ASSIGNMENT
Find the string "DomainResult" in the entries and copy each line that has it.

RECORDS SHOWN
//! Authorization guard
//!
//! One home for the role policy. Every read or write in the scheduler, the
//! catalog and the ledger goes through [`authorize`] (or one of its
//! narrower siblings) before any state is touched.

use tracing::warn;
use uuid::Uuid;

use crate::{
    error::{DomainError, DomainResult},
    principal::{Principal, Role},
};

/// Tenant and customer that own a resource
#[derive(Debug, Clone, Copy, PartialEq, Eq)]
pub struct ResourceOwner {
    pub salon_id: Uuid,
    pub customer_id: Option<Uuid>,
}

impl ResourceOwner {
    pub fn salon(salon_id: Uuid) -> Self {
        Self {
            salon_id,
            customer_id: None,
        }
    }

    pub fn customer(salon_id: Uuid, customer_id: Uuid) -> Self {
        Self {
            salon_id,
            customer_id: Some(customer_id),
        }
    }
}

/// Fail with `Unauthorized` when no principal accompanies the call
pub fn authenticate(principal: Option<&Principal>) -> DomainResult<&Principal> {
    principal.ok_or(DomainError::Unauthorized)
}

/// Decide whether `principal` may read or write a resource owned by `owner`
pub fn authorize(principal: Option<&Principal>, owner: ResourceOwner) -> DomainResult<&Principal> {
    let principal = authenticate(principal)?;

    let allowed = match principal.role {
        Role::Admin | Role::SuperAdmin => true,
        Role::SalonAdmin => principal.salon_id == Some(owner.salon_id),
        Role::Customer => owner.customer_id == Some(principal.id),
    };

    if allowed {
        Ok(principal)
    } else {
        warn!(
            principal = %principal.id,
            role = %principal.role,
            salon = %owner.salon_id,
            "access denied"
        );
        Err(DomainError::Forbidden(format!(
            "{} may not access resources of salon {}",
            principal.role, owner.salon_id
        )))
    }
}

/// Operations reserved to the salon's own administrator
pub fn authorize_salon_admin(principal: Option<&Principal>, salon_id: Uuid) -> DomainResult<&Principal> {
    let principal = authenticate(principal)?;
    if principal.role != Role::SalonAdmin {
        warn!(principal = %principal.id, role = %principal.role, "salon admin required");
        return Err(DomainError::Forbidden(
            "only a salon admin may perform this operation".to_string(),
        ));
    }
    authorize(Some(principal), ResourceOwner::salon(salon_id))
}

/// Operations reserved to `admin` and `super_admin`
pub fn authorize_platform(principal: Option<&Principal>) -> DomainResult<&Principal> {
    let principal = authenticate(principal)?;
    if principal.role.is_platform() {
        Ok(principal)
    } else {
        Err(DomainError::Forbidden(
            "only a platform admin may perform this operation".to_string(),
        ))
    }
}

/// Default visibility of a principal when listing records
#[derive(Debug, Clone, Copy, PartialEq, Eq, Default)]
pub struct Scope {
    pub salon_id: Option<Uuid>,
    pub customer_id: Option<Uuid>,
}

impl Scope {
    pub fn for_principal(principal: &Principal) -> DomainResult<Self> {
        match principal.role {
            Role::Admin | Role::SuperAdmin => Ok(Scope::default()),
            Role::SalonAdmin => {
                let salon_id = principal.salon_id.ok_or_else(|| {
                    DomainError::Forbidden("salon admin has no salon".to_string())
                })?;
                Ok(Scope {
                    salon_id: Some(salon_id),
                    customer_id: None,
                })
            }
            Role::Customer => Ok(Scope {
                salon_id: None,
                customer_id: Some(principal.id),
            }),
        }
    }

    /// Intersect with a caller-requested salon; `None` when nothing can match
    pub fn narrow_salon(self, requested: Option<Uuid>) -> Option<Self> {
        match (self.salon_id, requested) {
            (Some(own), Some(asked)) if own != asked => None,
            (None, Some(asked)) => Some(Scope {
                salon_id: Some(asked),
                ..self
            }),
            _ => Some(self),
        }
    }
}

COMPLETED TASK
    error::{DomainError, DomainResult},
pub fn authenticate(principal: Option<&Principal>) -> DomainResult<&Principal> {
pub fn authorize(principal: Option<&Principal>, owner: ResourceOwner) -> DomainResult<&Principal> {
pub fn authorize_salon_admin(principal: Option<&Principal>, salon_id: Uuid) -> DomainResult<&Principal> {
pub fn authorize_platform(principal: Option<&Principal>) -> DomainResult<&Principal> {
    pub fn for_principal(principal: &Principal) -> DomainResult<Self> {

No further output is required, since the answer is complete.